[Stored data entries]
-- Opening Marker --
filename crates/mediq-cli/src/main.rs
mod cli;

fn main() {
    if let Err(e) = cli::run() {
        eprintln!("{e:#}"); // pretty anyhow chain
        std::process::exit(1);
    }
}
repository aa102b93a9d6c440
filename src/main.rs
use anyhow::{Context, Result};
use clap::{Parser, Subcommand};
use serde::Serialize;
use std::path::{Path, PathBuf};
use tokio_util::sync::CancellationToken;

use feedsync::config::Config;
use feedsync::feed::HttpFetcher;
use feedsync::storage::{Database, Feed};
use feedsync::sync::{BatchUpdateOutcome, FeedSyncEngine, SyncProgress};

/// Get the config directory path (~/.config/feedsync/)
fn get_config_dir() -> Result<PathBuf> {
    let home = std::env::var("HOME").context("HOME environment variable not set")?;
    Ok(PathBuf::from(home).join(".config").join("feedsync"))
}

#[derive(Parser, Debug)]
#[command(name = "feedsync", version, about = "Keep a local store of RSS/Atom feeds in sync")]
struct Args {
    /// Print results as JSON
    #[arg(long, global = true)]
    json: bool,

    /// Config file (default: ~/.config/feedsync/config.toml)
    #[arg(long, value_name = "FILE", global = true)]
    config: Option<PathBuf>,

    #[command(subcommand)]
    command: Command,
}

#[derive(Subcommand, Debug)]
enum Command {
    /// Subscribe to a feed and fetch its current articles
    Add { url: String },
    /// Refresh a single feed
    Update { feed_id: i64 },
    /// Refresh every feed in registration order
    UpdateAll,
    /// List subscribed feeds with article counts
    List,
    /// Unsubscribe from a feed and delete its articles
    Remove { feed_id: i64 },
}

#[derive(Serialize)]
struct FeedListing {
    #[serde(flatten)]
    feed: Feed,
    total: i64,
    unread: i64,
}

#[tokio::main]
async fn main() -> Result<()> {
    tracing_subscriber::fmt()
        .with_env_filter(tracing_subscriber::EnvFilter::from_default_env())
        .init();

    let args = Args::parse();

    let (config_dir, config_path) = match &args.config {
        Some(path) => (
            path.parent().map(Path::to_path_buf).unwrap_or_default(),
            path.clone(),
        ),
        None => {
            let dir = get_config_dir()?;
            let path = dir.join("config.toml");
            (dir, path)
        }
    };

    let config = Config::load(&config_path)
        .with_context(|| format!("Failed to load config from {}", config_path.display()))?;

    let db_path = config.database_path(&config_dir);
    if let Some(parent) = db_path.parent().filter(|p| !p.as_os_str().is_empty()) {
        std::fs::create_dir_all(parent).with_context(|| {
            format!("Failed to create data directory {}", parent.display())
        })?;
    }
    let db_path_str = db_path
        .to_str()
        .ok_or_else(|| anyhow::anyhow!("Invalid UTF-8 in database path"))?;
    let db = Database::open(db_path_str)
        .await
        .with_context(|| format!("Failed to open database at {}", db_path.display()))?;

    let fetcher =
        HttpFetcher::new(config.fetcher_config()).context("Failed to build HTTP client")?;
    let engine = FeedSyncEngine::new(db, fetcher);

    match args.command {
        Command::Add { url } => {
            let added = engine.add_feed(&url).await?;
            if args.json {
                print_json(&added)?;
            } else {
                println!(
                    "Added feed {} \"{}\" with {} articles",
                    added.feed.id, added.feed.title, added.articles_count
                );
            }
        }
        Command::Update { feed_id } => {
            let result = engine.update_feed(feed_id).await?;
            if args.json {
                print_json(&result)?;
            } else {
                println!(
                    "Feed {}: {} new, {} updated, {} in feed",
                    result.feed_id,
                    result.new_articles_count,
                    result.updated_articles_count,
                    result.total_articles_count
                );
            }
        }
        Command::UpdateAll => {
            let json = args.json;
            let reporter = move |p: &SyncProgress| {
                if !json {
                    println!("[{}/{}] {}", p.current_index, p.total_feeds, p.feed_title);
                }
            };
            let outcome = engine
                .update_all_feeds_cancellable(&reporter, CancellationToken::new())
                .await?;
            if json {
                print_json(&outcome)?;
            } else {
                print_outcome(&outcome);
            }
        }
        Command::List => {
            let db = engine.database();
            let feeds = db.list_feeds().await?;
            let counts = db.feed_article_counts().await?;
            let listings: Vec<FeedListing> = feeds
                .into_iter()
                .map(|feed| {
                    let c = counts.iter().find(|c| c.feed_id == feed.id);
                    FeedListing {
                        total: c.map_or(0, |c| c.total),
                        unread: c.map_or(0, |c| c.unread),
                        feed,
                    }
                })
                .collect();

            if args.json {
                print_json(&listings)?;
            } else if listings.is_empty() {
                println!("No feeds. Add one with: feedsync add <URL>");
            } else {
                for l in &listings {
                    let status = l.feed.error.as_deref().map_or(String::new(), |e| {
                        format!("  [error: {}]", e)
                    });
                    println!(
                        "{:>4}  {}  ({} unread / {}){}\n      {}",
                        l.feed.id, l.feed.title, l.unread, l.total, status, l.feed.url
                    );
                }
            }
        }
        Command::Remove { feed_id } => {
            let db = engine.database();
            let feed = db
                .find_feed_by_id(feed_id)
                .await?
                .ok_or_else(|| anyhow::anyhow!("Feed {} not found", feed_id))?;
            let removed = db.delete_feed(feed_id).await?;
            if args.json {
                print_json(&serde_json::json!({
                    "feed_id": feed.id,
                    "url": feed.url,
                    "articles_removed": removed,
                }))?;
            } else {
                println!("Removed \"{}\" and {} articles", feed.title, removed);
            }
        }
    }

    Ok(())
}

fn print_json<T: Serialize>(value: &T) -> Result<()> {
    println!("{}", serde_json::to_string_pretty(value)?);
    Ok(())
}

fn print_outcome(outcome: &BatchUpdateOutcome) {
    match outcome {
        BatchUpdateOutcome::Cancelled {
            processed_feeds,
            total_feeds,
        } => println!("Cancelled after {}/{} feeds", processed_feeds, total_feeds),
        BatchUpdateOutcome::Completed {
            summary,
            successful,
            failed,
        } => {
            let new: usize = successful.iter().map(|r| r.new_articles_count).sum();
            let updated: usize = successful.iter().map(|r| r.updated_articles_count).sum();
            println!(
                "Refreshed {}/{} feeds: {} new, {} updated articles",
                summary.success_count, summary.total_feeds, new, updated
            );
            for f in failed {
                eprintln!("  failed: {} ({}): {}", f.feed_id, f.feed_url, f.error);
            }
        }
    }
}
use sqlx::{
    sqlite::{SqliteConnectOptions, SqlitePoolOptions},
    SqlitePool,
};
use std::str::FromStr;
use std::time::Duration;

use super::types::{is_lock_message, DatabaseError};

// ============================================================================
// Database
// ============================================================================

/// Handle to the feed store. Cloning is cheap (shares the connection pool).
#[derive(Debug, Clone)]
pub struct Database {
    pub(crate) pool: SqlitePool,
}

impl Database {
    /// Open a database connection and run migrations
    ///
    /// Pass `":memory:"` for a throwaway in-memory store (shared across the pool).
    ///
    /// # Errors
    ///
    /// Returns `DatabaseError::InstanceLocked` if another process holds the
    /// database lock, `DatabaseError::Migration` if the schema could not be
    /// created, and `DatabaseError::Other` for anything else.
    pub async fn open(path: &str) -> Result<Self, DatabaseError> {
        let url = format!("sqlite:{}?mode=rwc", path);

        // Create the file owner-only before SQLite does, so it never exists with umask permissions
        #[cfg(unix)]
        if path != ":memory:" {
            use std::os::unix::fs::OpenOptionsExt;
            let db_path = std::path::Path::new(path);
            if !db_path.exists() {
                if let Err(e) = std::fs::OpenOptions::new()
                    .write(true)
                    .create_new(true)
                    .mode(0o600)
                    .open(db_path)
                {
                    tracing::warn!(
                        path = %path,
                        error = %e,
                        "Failed to pre-create database file with owner-only permissions"
                    );
                }
            }
        }

        // busy_timeout=5000: wait up to 5s for a competing writer before SQLITE_BUSY
        let options = SqliteConnectOptions::from_str(&url)
            .map_err(DatabaseError::from_sqlx)?
            .foreign_keys(true)
            .pragma("busy_timeout", "5000");
        let pool = SqlitePoolOptions::new()
            .max_connections(5)
            .acquire_timeout(Duration::from_secs(10))
            .connect_with(options)
            .await
            .map_err(DatabaseError::from_sqlx)?;

        let db = Self { pool };
        db.migrate().await.map_err(|e| {
            if is_lock_message(&e.to_string()) {
                DatabaseError::InstanceLocked
            } else {
                DatabaseError::Migration(e.to_string())
            }
        })?;

        tracing::debug!(path = %path, "Database opened");
        Ok(db)
    }

    /// Create tables and indexes inside one transaction.
    ///
    /// Every statement is `IF NOT EXISTS`, so re-running on an existing
    /// database is a no-op.
    async fn migrate(&self) -> Result<(), sqlx::Error> {
        let mut tx = self.pool.begin().await?;

        sqlx::query(
            r#"
            CREATE TABLE IF NOT EXISTS feeds (
                id INTEGER PRIMARY KEY,
                url TEXT UNIQUE NOT NULL,
                title TEXT NOT NULL,
                description TEXT,
                error TEXT,
                last_updated_at INTEGER,
                created_at INTEGER NOT NULL
            )
        "#,
        )
        .execute(&mut *tx)
        .await?;

        sqlx::query(
            r#"
            CREATE TABLE IF NOT EXISTS articles (
                id INTEGER PRIMARY KEY,
                feed_id INTEGER NOT NULL REFERENCES feeds(id) ON DELETE CASCADE,
                url TEXT NOT NULL,
                title TEXT NOT NULL,
                content TEXT,
                summary TEXT,
                author TEXT,
                published_at INTEGER,
                thumbnail_url TEXT,
                is_read INTEGER NOT NULL DEFAULT 0,
                is_favorite INTEGER NOT NULL DEFAULT 0,
                created_at INTEGER NOT NULL,
                updated_at INTEGER NOT NULL,
                UNIQUE(feed_id, url)
            )
        "#,
        )
        .execute(&mut *tx)
        .await?;

        sqlx::query(
            r#"
            CREATE TABLE IF NOT EXISTS pins (
                id INTEGER PRIMARY KEY,
                article_id INTEGER UNIQUE NOT NULL REFERENCES articles(id) ON DELETE CASCADE,
                created_at INTEGER NOT NULL
            )
        "#,
        )
        .execute(&mut *tx)
        .await?;

        // Unread counts per feed
        sqlx::query(
            "CREATE INDEX IF NOT EXISTS idx_articles_feed_read ON articles(feed_id, is_read)",
        )
        .execute(&mut *tx)
        .await?;

        sqlx::query(
            "CREATE INDEX IF NOT EXISTS idx_articles_feed_published ON articles(feed_id, published_at DESC)",
        )
        .execute(&mut *tx)
        .await?;

        sqlx::query(
            "CREATE INDEX IF NOT EXISTS idx_articles_favorite ON articles(is_favorite) WHERE is_favorite = 1",
        )
        .execute(&mut *tx)
        .await?;

        tx.commit().await?;
        Ok(())
    }
}
#[cfg(test)]
mod tests {
    use crate::storage::{ArticleUpdate, Database, DatabaseError, NewArticle};
    use pretty_assertions::assert_eq;

    async fn test_db() -> Database {
        Database::open(":memory:").await.unwrap()
    }

    fn test_article(slug: &str, title: &str) -> NewArticle {
        NewArticle {
            url: format!("https://example.com/{}", slug),
            title: title.to_string(),
            content: None,
            summary: Some("Test summary".to_string()),
            author: None,
            published_at: Some(1704067200),
            thumbnail_url: None,
        }
    }

    #[tokio::test]
    async fn test_create_and_find_feed() {
        let db = test_db().await;
        let feed = db
            .create_feed("https://example.com/rss", "Example", Some("About"))
            .await
            .unwrap();

        assert!(feed.id > 0);
        assert_eq!(feed.last_updated_at, None);

        let by_id = db.find_feed_by_id(feed.id).await.unwrap().unwrap();
        let by_url = db
            .find_feed_by_url("https://example.com/rss")
            .await
            .unwrap()
            .unwrap();
        assert_eq!(by_id, feed);
        assert_eq!(by_url, feed);
        assert_eq!(by_id.description.as_deref(), Some("About"));
    }

    #[tokio::test]
    async fn test_find_unknown_feed() {
        let db = test_db().await;
        assert!(db.find_feed_by_id(42).await.unwrap().is_none());
        assert!(db.find_feed_by_url("https://nope").await.unwrap().is_none());
    }

    #[tokio::test]
    async fn test_create_feed_duplicate_url() {
        let db = test_db().await;
        db.create_feed("https://example.com/rss", "A", None)
            .await
            .unwrap();

        let err = db
            .create_feed("https://example.com/rss", "B", None)
            .await
            .unwrap_err();
        assert!(matches!(err, DatabaseError::DuplicateUrl(url) if url == "https://example.com/rss"));
    }

    #[tokio::test]
    async fn test_list_feeds_registration_order() {
        let db = test_db().await;
        // Titles deliberately out of alphabetical order
        db.create_feed("https://c.example.com/rss", "Charlie", None)
            .await
            .unwrap();
        db.create_feed("https://a.example.com/rss", "Alpha", None)
            .await
            .unwrap();
        db.create_feed("https://b.example.com/rss", "Bravo", None)
            .await
            .unwrap();

        let titles: Vec<_> = db
            .list_feeds()
            .await
            .unwrap()
            .into_iter()
            .map(|f| f.title)
            .collect();
        assert_eq!(titles, vec!["Charlie", "Alpha", "Bravo"]);
    }

    #[tokio::test]
    async fn test_create_feed_with_articles() {
        let db = test_db().await;
        let (feed, inserted) = db
            .create_feed_with_articles(
                "https://example.com/rss",
                "Example",
                None,
                &[test_article("1", "One"), test_article("2", "Two")],
            )
            .await
            .unwrap();

        assert_eq!(inserted, 2);
        assert!(feed.last_updated_at.is_some());

        let articles = db.articles_for_feed(feed.id, None).await.unwrap();
        assert_eq!(articles.len(), 2);
        assert!(articles.iter().all(|a| !a.is_read && !a.is_favorite));
    }

    #[tokio::test]
    async fn test_create_feed_with_articles_duplicate_leaves_no_articles() {
        let db = test_db().await;
        let existing = db
            .create_feed("https://example.com/rss", "Example", None)
            .await
            .unwrap();

        let err = db
            .create_feed_with_articles(
                "https://example.com/rss",
                "Again",
                None,
                &[test_article("1", "One")],
            )
            .await
            .unwrap_err();
        assert!(matches!(err, DatabaseError::DuplicateUrl(_)));

        assert_eq!(db.list_feeds().await.unwrap().len(), 1);
        assert!(db
            .articles_for_feed(existing.id, None)
            .await
            .unwrap()
            .is_empty());
    }

    #[tokio::test]
    async fn test_existing_articles_keyed_by_url() {
        let db = test_db().await;
        let (feed, _) = db
            .create_feed_with_articles(
                "https://example.com/rss",
                "Example",
                None,
                &[test_article("a", "A"), test_article("b", "B")],
            )
            .await
            .unwrap();

        let existing = db.existing_articles_for_feed(feed.id).await.unwrap();
        assert_eq!(existing.len(), 2);
        assert_eq!(existing["https://example.com/a"].title, "A");
        assert_eq!(existing["https://example.com/b"].title, "B");
    }

    #[tokio::test]
    async fn test_apply_feed_refresh_inserts_updates_and_bumps_metadata() {
        let db = test_db().await;
        let feed = db
            .create_feed("https://example.com/rss", "Old", None)
            .await
            .unwrap();
        db.set_feed_error(feed.id, Some("Previous error"))
            .await
            .unwrap();
        db.insert_articles(feed.id, &[test_article("a", "Original")])
            .await
            .unwrap();

        let existing = db.existing_articles_for_feed(feed.id).await.unwrap();
        let update = ArticleUpdate {
            id: existing["https://example.com/a"].id,
            title: "Changed".to_string(),
            content: Some("Body".to_string()),
            summary: None,
            published_at: Some(1704153600),
        };

        let inserted = db
            .apply_feed_refresh(
                feed.id,
                Some("New"),
                Some("Desc"),
                &[test_article("b", "B")],
                &[update],
            )
            .await
            .unwrap();
        assert_eq!(inserted, Some(1));

        let refreshed = db.find_feed_by_id(feed.id).await.unwrap().unwrap();
        assert_eq!(refreshed.title, "New");
        assert_eq!(refreshed.description.as_deref(), Some("Desc"));
        assert!(refreshed.error.is_none(), "error should be cleared");
        assert!(refreshed.last_updated_at.is_some());

        let articles = db.articles_for_feed(feed.id, None).await.unwrap();
        assert_eq!(articles.len(), 2);
        let changed = articles
            .iter()
            .find(|a| a.url == "https://example.com/a")
            .unwrap();
        assert_eq!(changed.title, "Changed");
        assert_eq!(changed.content.as_deref(), Some("Body"));
        assert_eq!(changed.summary, None);
    }

    #[tokio::test]
    async fn test_apply_feed_refresh_none_title_keeps_stored() {
        let db = test_db().await;
        let feed = db
            .create_feed("https://example.com/rss", "Keep Me", None)
            .await
            .unwrap();

        db.apply_feed_refresh(feed.id, None, None, &[], &[])
            .await
            .unwrap();

        let refreshed = db.find_feed_by_id(feed.id).await.unwrap().unwrap();
        assert_eq!(refreshed.title, "Keep Me");
        assert!(refreshed.last_updated_at.is_some());
    }

    #[tokio::test]
    async fn test_apply_feed_refresh_missing_feed_writes_nothing() {
        let db = test_db().await;
        let feed = db
            .create_feed("https://example.com/rss", "Feed", None)
            .await
            .unwrap();

        for inserts in [vec![], vec![test_article("a", "A")]] {
            let applied = db
                .apply_feed_refresh(feed.id + 100, Some("X"), None, &inserts, &[])
                .await
                .unwrap();
            assert_eq!(applied, None);
        }

        let untouched = db.find_feed_by_id(feed.id).await.unwrap().unwrap();
        assert_eq!(untouched.last_updated_at, None);
        let counts = db.feed_article_counts().await.unwrap();
        assert_eq!(counts[0].total, 0);
    }

    #[tokio::test]
    async fn test_upsert_feed_metadata() {
        let db = test_db().await;
        let feed = db
            .create_feed("https://example.com/rss", "Feed", None)
            .await
            .unwrap();

        let changed = db
            .upsert_feed_metadata(feed.id, Some("Renamed"), Some("Desc"), 1700000000)
            .await
            .unwrap();
        assert!(changed);

        let feed = db.find_feed_by_id(feed.id).await.unwrap().unwrap();
        assert_eq!(feed.title, "Renamed");
        assert_eq!(feed.last_updated_at, Some(1700000000));

        assert!(!db
            .upsert_feed_metadata(9999, None, None, 1)
            .await
            .unwrap());
    }

    #[tokio::test]
    async fn test_feed_article_counts() {
        let db = test_db().await;
        let (a, _) = db
            .create_feed_with_articles(
                "https://a.example.com/rss",
                "A",
                None,
                &[test_article("1", "1"), test_article("2", "2")],
            )
            .await
            .unwrap();
        let b = db
            .create_feed("https://b.example.com/rss", "B", None)
            .await
            .unwrap();

        let first = db.articles_for_feed(a.id, None).await.unwrap();
        db.mark_article_read(first[0].id).await.unwrap();

        let counts = db.feed_article_counts().await.unwrap();
        assert_eq!(counts.len(), 2);
        assert_eq!((counts[0].feed_id, counts[0].total, counts[0].unread), (a.id, 2, 1));
        assert_eq!((counts[1].feed_id, counts[1].total, counts[1].unread), (b.id, 0, 0));
    }

    #[tokio::test]
    async fn test_delete_feed_cascades() {
        let db = test_db().await;
        let (feed, _) = db
            .create_feed_with_articles(
                "https://example.com/rss",
                "Feed",
                None,
                &[test_article("1", "1"), test_article("2", "2"), test_article("3", "3")],
            )
            .await
            .unwrap();
        let articles = db.articles_for_feed(feed.id, None).await.unwrap();
        db.pin_article(articles[0].id).await.unwrap();

        let removed = db.delete_feed(feed.id).await.unwrap();
        assert_eq!(removed, 3);

        assert!(db.list_feeds().await.unwrap().is_empty());
        assert!(db.articles_for_feed(feed.id, None).await.unwrap().is_empty());
        assert!(db.pinned_articles().await.unwrap().is_empty());
    }

    #[tokio::test]
    async fn test_delete_nonexistent_feed_is_idempotent() {
        let db = test_db().await;
        assert_eq!(db.delete_feed(99999).await.unwrap(), 0);
    }
}
use std::collections::HashMap;

use tokio_util::sync::CancellationToken;

use super::error::SyncError;
use super::progress::{ProgressReporter, SilentReporter, SyncProgress};
use super::reconcile::reconcile;
use super::result::{AddedFeed, BatchUpdateOutcome, FeedUpdateFailure, FeedUpdateResult};
use crate::feed::{FeedSource, FetchError};
use crate::storage::{Database, DatabaseError};
use crate::util::validate_feed_url;

/// Registers feeds and keeps their articles in sync with upstream.
///
/// Generic over the [`FeedSource`] so tests can substitute scripted documents
/// for the network.
#[derive(Debug, Clone)]
pub struct FeedSyncEngine<S> {
    db: Database,
    source: S,
}

impl<S: FeedSource> FeedSyncEngine<S> {
    pub fn new(db: Database, source: S) -> Self {
        Self { db, source }
    }

    pub fn database(&self) -> &Database {
        &self.db
    }

    pub fn source(&self) -> &S {
        &self.source
    }

    /// Subscribe to a feed and seed it with every item of its first fetch.
    ///
    /// Registration is all-or-nothing: when the URL is invalid, already
    /// subscribed, or the fetch fails, nothing is written.
    ///
    /// # Errors
    ///
    /// - `SyncError::InvalidUrl` if `url` is not an absolute http(s) URL
    /// - `SyncError::DuplicateFeed` if the exact URL is already subscribed
    /// - `SyncError::Fetch` if the initial fetch or parse fails
    /// - `SyncError::FeedManagement` on storage failures
    pub async fn add_feed(&self, url: &str) -> Result<AddedFeed, SyncError> {
        let url = validate_feed_url(url).map_err(|source| SyncError::InvalidUrl {
            url: url.trim().to_string(),
            source,
        })?;

        let existing = self
            .db
            .find_feed_by_url(&url)
            .await
            .map_err(|e| SyncError::management(None, e))?;
        if existing.is_some() {
            return Err(SyncError::DuplicateFeed(url));
        }

        let document = self.source.fetch(&url).await?;
        let plan = reconcile(&document.items, &HashMap::new());

        let title = document
            .meta
            .title
            .as_deref()
            .map(str::trim)
            .filter(|t| !t.is_empty())
            .unwrap_or(url.as_str())
            .to_string();

        let (feed, articles_count) = self
            .db
            .create_feed_with_articles(
                &url,
                &title,
                document.meta.description.as_deref(),
                &plan.to_insert,
            )
            .await
            .map_err(|e| match e {
                // Lost a race with a concurrent registration of the same URL
                DatabaseError::DuplicateUrl(url) => SyncError::DuplicateFeed(url),
                other => SyncError::management(None, other),
            })?;

        tracing::info!(
            feed_id = feed.id,
            url = %feed.url,
            articles = articles_count,
            "Feed added"
        );

        Ok(AddedFeed {
            feed,
            articles_count,
        })
    }

    /// Refresh one feed: fetch, reconcile against stored articles, persist.
    ///
    /// All article writes and the feed metadata bump commit together, so
    /// running this twice without upstream changes reports zero new and
    /// zero updated articles the second time.
    ///
    /// # Errors
    ///
    /// - `SyncError::FeedNotFound` if `feed_id` is unknown (nothing is fetched)
    /// - `SyncError::FeedUpdate` if the fetch or parse fails
    /// - `SyncError::FeedManagement` on storage failures
    pub async fn update_feed(&self, feed_id: i64) -> Result<FeedUpdateResult, SyncError> {
        let feed = self
            .db
            .find_feed_by_id(feed_id)
            .await
            .map_err(|e| SyncError::management(Some(feed_id), e))?
            .ok_or(SyncError::FeedNotFound(feed_id))?;

        let document = match self.source.fetch(&feed.url).await {
            Ok(document) => document,
            Err(source) => {
                self.record_feed_error(feed.id, &source).await;
                return Err(SyncError::FeedUpdate {
                    feed_id: feed.id,
                    feed_url: feed.url,
                    source,
                });
            }
        };

        let existing = self
            .db
            .existing_articles_for_feed(feed.id)
            .await
            .map_err(|e| SyncError::management(Some(feed.id), e))?;

        let plan = reconcile(&document.items, &existing);
        tracing::debug!(
            feed_id = feed.id,
            new = plan.new_count,
            updated = plan.updated_count,
            unchanged = plan.unchanged_count,
            "Reconciled feed"
        );

        let title = document
            .meta
            .title
            .as_deref()
            .map(str::trim)
            .filter(|t| !t.is_empty());

        self.db
            .apply_feed_refresh(
                feed.id,
                title,
                document.meta.description.as_deref(),
                &plan.to_insert,
                &plan.to_update,
            )
            .await
            .map_err(|e| SyncError::management(Some(feed.id), e))?
            // Deleted while its fetch was in flight
            .ok_or(SyncError::FeedNotFound(feed.id))?;

        Ok(FeedUpdateResult {
            feed_id: feed.id,
            new_articles_count: plan.new_count,
            updated_articles_count: plan.updated_count,
            total_articles_count: plan.total_count,
        })
    }

    /// Refresh every feed without progress reporting or cancellation
    pub async fn update_all_feeds(&self) -> Result<BatchUpdateOutcome, SyncError> {
        self.update_all_feeds_cancellable(&SilentReporter, CancellationToken::new())
            .await
    }

    /// Refresh every feed in registration order, one at a time.
    ///
    /// Before each feed the token is checked; once cancelled the run stops and
    /// returns [`BatchUpdateOutcome::Cancelled`] with the number of feeds
    /// already attempted. A cancellation requested during a feed takes effect
    /// after that feed finishes. The reporter is called once per attempted
    /// feed, before its fetch, with a 1-based index.
    ///
    /// A failing feed is recorded in `failed` and never stops the run.
    ///
    /// # Errors
    ///
    /// Only `SyncError::FeedManagement` when the feed list cannot be read.
    pub async fn update_all_feeds_cancellable<R: ProgressReporter + ?Sized>(
        &self,
        reporter: &R,
        cancel_token: CancellationToken,
    ) -> Result<BatchUpdateOutcome, SyncError> {
        let feeds = self
            .db
            .list_feeds()
            .await
            .map_err(|e| SyncError::management(None, e))?;
        let total_feeds = feeds.len();

        tracing::info!(total = total_feeds, "Starting feed refresh");

        let mut successful = Vec::new();
        let mut failed = Vec::new();

        for (i, feed) in feeds.into_iter().enumerate() {
            if cancel_token.is_cancelled() {
                tracing::info!(
                    processed = i,
                    total = total_feeds,
                    "Feed refresh cancelled"
                );
                return Ok(BatchUpdateOutcome::Cancelled {
                    processed_feeds: i,
                    total_feeds,
                });
            }

            reporter.report(&SyncProgress {
                current_index: i + 1,
                total_feeds,
                feed_title: feed.title.clone(),
                feed_url: feed.url.clone(),
            });

            match self.update_feed(feed.id).await {
                Ok(result) => successful.push(result),
                Err(error) => {
                    tracing::warn!(
                        feed_id = feed.id,
                        url = %feed.url,
                        error = %error,
                        "Feed refresh failed"
                    );
                    failed.push(FeedUpdateFailure {
                        feed_id: feed.id,
                        feed_url: feed.url,
                        error,
                    });
                }
            }
        }

        tracing::info!(
            succeeded = successful.len(),
            failed = failed.len(),
            "Feed refresh complete"
        );

        Ok(BatchUpdateOutcome::completed(successful, failed))
    }

    /// Best-effort: a failure here must not mask the fetch error
    async fn record_feed_error(&self, feed_id: i64, error: &FetchError) {
        if let Err(e) = self
            .db
            .set_feed_error(feed_id, Some(&error.to_string()))
            .await
        {
            tracing::warn!(feed_id = feed_id, error = %e, "Failed to record feed error");
        }
    }
}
-- Closing Marker --
• PROBLEM REQUIREMENTS: Where a line above holds the word "home", copy it.

• WRITTEN ANSWER:
    let home = std::env::var("HOME").context("HOME environment variable not set")?;
    Ok(PathBuf::from(home).join(".config").join("feedsync"))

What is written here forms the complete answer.